O reconhecimento do Estado palestino por nações de relevo geopolítico, na ONU, lança luz sobre um tema vital que andava adormecido

Por Amanda Péchy Materia seguir SEGUIR Materia seguir SEGUINDO Atualizado em 30 set 2025, 14h15 - Publicado em 27 set 2025, 08h00

Desde o nascedouro de Israel, a região onde o país foi plantado pela ONU depois da Segunda Guerra vem ocupando o infeliz posto de uma das mais explosivas do planeta, eternamente mergulhada em um conflito que põe do outro lado do ringue os palestinos, contrários à divisão, tal como estabelecida em 1948, da terra onde já viviam. Em uma gangorra que sempre pendeu para o confronto, talvez poucos momentos tenham sido tão críticos quanto o atual para o que se convencionou chamar de “solução de dois Estados”, com ódios fervilhando de parte a parte, e os israelenses pavimentando uma trilha oposta à ideia de qualquer acordo ao abocanhar novos nacos do que seria a nação palestina. Pois foi em meio à escalada de temperatura neste belicoso caldeirão que se deu uma reunião para tratar do assunto na segunda-feira 22, véspera da abertura oficial da 80ª Assembleia Geral da ONU, em Nova York, quando o debate avançou uma casa, mas ainda no plano simbólico e envolto em ceticismo.

arte avanço Israel

Da tribuna, o presidente francês Emmanuel Macron, de quem partiu a iniciativa para o encontro, junto do príncipe saudita Mohammed bin Salman, cumpriu o prometido e reconheceu a Palestina como país, no que foi seguido por outros quatro mandatários, somando-se Austrália, Canadá, Portugal e Reino Unido, que fez o mesmo anúncio um dia antes. A maioria dos membros da ONU — 147 de 193, incluindo o Brasil — há tempos já apoiava a causa, mas o fato de economias mais ricas em geral, e franceses e ingleses em particular, engrossarem a turma tem seu peso. Afinal, como Rússia, China e Estados Unidos, os dois europeus têm assento permanente no Conselho de Segurança das Nações Unidas. Os americanos, portanto, são voz solitária quanto ao tema no grupo que decide os rumos do planeta.

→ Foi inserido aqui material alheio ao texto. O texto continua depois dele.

//! Logging macros gated by a module-level `ENABLE_LOGS` flag.
//!
//! A module opts in by declaring the flag and importing the macros from the
//! crate root:
//! ```ignore
//! const ENABLE_LOGS: bool = true;
//! use crate::{log_debug, log_info};
//!
//! log_info!("timer started");
//! ```
//! Flip the flag to `false` to silence a chatty module without touching
//! `RUST_LOG` for the rest of the crate.

#[macro_export]
macro_rules! log_debug {
    ($($arg:tt)*) => {
        if ENABLE_LOGS {
            log::debug!($($arg)*);
        }
    };
}

#[macro_export]
macro_rules! log_info {
    ($($arg:tt)*) => {
        if ENABLE_LOGS {
            log::info!($($arg)*);
        }
    };
}

#[macro_export]
macro_rules! log_warn {
    ($($arg:tt)*) => {
        if ENABLE_LOGS {
            log::warn!($($arg)*);
        }
    };
}

#[macro_export]
macro_rules! log_error {
    ($($arg:tt)*) => {
        if ENABLE_LOGS {
            log::error!($($arg)*);
        }
    };
}
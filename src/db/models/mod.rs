pub mod focus_session;

pub use focus_session::{FocusSessionFilter, ProjectTotal, StoredFocusSession};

Verdade também que tantos líderes agitarem uma bandeira que colide com os interesses de Benjamin Netanyahu, o primeiro-ministro que recém afirmou com todas as letras que “não haverá Estado palestino”, isola ainda mais Israel. Mas é preciso lembrar que um veto do governo de Donald Trump no Conselho é suficiente para frear os demais e seu endosso ao governo israelense é decisivo no intrincado tabuleiro. “Na prática, Israel pode seguir com sua agenda”, diz Leonardo Trevisan, especialista em relações internacionais.

VOZ DAS RUAS - Bandeiras pró-Palestina em Roma: a Itália não aderiu à causa
VOZ DAS RUAS - Bandeiras pró-Palestina em Roma: a Itália não aderiu à causa (Simona Granati/Corbis/Getty Images)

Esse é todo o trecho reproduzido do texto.